Material for this task:
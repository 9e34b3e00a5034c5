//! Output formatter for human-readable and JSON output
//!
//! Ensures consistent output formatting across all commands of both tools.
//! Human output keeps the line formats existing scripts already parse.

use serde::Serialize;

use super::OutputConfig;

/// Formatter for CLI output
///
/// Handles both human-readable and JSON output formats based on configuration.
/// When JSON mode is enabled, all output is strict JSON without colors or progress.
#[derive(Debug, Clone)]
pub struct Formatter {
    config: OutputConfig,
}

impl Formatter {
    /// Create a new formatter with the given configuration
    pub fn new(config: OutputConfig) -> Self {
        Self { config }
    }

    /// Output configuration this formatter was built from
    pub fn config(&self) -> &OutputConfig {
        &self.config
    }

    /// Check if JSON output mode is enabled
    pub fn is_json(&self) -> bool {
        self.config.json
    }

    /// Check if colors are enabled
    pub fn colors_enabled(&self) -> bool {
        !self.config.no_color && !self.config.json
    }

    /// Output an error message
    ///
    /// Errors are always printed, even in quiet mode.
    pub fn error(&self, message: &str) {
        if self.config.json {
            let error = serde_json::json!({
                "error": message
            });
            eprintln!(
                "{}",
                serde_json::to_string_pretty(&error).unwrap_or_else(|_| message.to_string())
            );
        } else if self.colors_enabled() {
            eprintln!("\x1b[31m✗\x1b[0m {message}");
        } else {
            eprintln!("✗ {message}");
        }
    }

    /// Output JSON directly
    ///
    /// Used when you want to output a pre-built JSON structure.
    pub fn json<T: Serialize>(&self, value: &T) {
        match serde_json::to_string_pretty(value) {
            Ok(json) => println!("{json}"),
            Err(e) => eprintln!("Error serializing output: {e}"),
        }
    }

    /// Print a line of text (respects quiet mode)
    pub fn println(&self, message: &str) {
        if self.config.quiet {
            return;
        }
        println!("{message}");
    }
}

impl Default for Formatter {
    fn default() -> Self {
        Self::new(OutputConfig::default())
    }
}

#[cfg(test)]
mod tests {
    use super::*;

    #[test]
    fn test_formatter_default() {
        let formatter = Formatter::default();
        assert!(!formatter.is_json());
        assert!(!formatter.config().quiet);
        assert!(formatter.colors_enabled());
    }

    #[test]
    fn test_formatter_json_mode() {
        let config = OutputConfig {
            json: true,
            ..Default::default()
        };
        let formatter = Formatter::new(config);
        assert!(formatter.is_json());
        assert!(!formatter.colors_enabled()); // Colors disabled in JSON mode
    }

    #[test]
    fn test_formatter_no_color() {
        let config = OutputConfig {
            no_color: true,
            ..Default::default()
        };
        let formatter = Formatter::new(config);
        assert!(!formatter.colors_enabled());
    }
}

--

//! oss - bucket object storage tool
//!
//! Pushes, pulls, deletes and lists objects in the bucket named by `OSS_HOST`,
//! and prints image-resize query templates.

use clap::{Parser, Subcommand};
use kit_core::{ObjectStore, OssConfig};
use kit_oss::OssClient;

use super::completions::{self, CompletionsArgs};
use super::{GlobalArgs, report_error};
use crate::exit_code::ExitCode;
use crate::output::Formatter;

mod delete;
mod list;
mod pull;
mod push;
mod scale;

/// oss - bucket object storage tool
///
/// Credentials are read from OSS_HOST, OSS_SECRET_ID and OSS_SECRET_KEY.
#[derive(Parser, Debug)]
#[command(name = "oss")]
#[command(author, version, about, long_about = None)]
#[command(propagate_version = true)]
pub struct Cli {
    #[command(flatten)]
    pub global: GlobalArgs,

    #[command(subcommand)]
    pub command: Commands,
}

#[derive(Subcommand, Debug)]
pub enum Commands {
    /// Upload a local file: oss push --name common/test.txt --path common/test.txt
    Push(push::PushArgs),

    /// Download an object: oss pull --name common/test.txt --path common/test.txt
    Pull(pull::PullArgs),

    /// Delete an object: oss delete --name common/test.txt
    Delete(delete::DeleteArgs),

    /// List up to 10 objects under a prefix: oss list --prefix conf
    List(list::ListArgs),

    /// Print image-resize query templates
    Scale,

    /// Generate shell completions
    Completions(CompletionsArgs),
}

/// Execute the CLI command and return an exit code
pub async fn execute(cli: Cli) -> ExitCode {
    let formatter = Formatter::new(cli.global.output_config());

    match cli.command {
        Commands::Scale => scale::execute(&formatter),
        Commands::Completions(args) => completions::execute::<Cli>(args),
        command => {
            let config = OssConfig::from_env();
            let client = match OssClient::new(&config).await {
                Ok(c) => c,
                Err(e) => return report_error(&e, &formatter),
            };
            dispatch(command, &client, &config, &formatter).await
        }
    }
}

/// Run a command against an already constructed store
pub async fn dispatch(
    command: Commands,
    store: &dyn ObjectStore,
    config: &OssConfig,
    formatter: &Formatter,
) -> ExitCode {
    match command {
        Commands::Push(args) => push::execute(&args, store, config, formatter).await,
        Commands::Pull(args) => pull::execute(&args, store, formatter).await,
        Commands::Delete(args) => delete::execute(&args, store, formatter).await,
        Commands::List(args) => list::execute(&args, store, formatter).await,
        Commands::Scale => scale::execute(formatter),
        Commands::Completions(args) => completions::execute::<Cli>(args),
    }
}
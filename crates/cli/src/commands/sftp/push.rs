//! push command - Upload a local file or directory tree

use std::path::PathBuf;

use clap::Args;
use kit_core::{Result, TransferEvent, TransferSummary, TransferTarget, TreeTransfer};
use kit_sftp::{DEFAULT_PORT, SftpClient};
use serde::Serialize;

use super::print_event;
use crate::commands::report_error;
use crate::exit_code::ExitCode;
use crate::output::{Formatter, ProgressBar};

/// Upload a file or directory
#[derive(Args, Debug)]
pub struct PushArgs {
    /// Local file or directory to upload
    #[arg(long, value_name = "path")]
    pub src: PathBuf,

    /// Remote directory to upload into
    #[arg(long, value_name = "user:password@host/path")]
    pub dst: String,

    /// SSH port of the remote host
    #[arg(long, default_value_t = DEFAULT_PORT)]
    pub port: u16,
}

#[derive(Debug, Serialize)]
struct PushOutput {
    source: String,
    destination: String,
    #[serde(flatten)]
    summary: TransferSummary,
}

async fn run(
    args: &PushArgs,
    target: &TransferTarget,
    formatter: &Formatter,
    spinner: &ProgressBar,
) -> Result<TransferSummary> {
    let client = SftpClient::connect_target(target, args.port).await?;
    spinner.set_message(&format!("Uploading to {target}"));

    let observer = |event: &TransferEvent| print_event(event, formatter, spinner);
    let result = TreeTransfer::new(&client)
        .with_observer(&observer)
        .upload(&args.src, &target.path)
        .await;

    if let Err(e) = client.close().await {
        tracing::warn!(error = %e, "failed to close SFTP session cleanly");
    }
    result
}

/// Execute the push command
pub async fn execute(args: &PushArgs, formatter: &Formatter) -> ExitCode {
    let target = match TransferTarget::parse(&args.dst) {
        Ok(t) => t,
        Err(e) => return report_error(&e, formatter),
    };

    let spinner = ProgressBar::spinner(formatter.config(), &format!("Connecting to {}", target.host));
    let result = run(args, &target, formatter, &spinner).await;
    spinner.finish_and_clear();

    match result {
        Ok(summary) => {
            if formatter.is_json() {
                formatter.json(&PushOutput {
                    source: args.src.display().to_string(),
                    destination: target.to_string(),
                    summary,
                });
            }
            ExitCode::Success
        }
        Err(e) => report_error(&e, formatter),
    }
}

What this task involves: Gather all lines from the listing above in which "match" occurs.

Task output:
        match serde_json::to_string_pretty(value) {
    match cli.command {
            let client = match OssClient::new(&config).await {
    match command {
    let target = match TransferTarget::parse(&args.dst) {
    match result {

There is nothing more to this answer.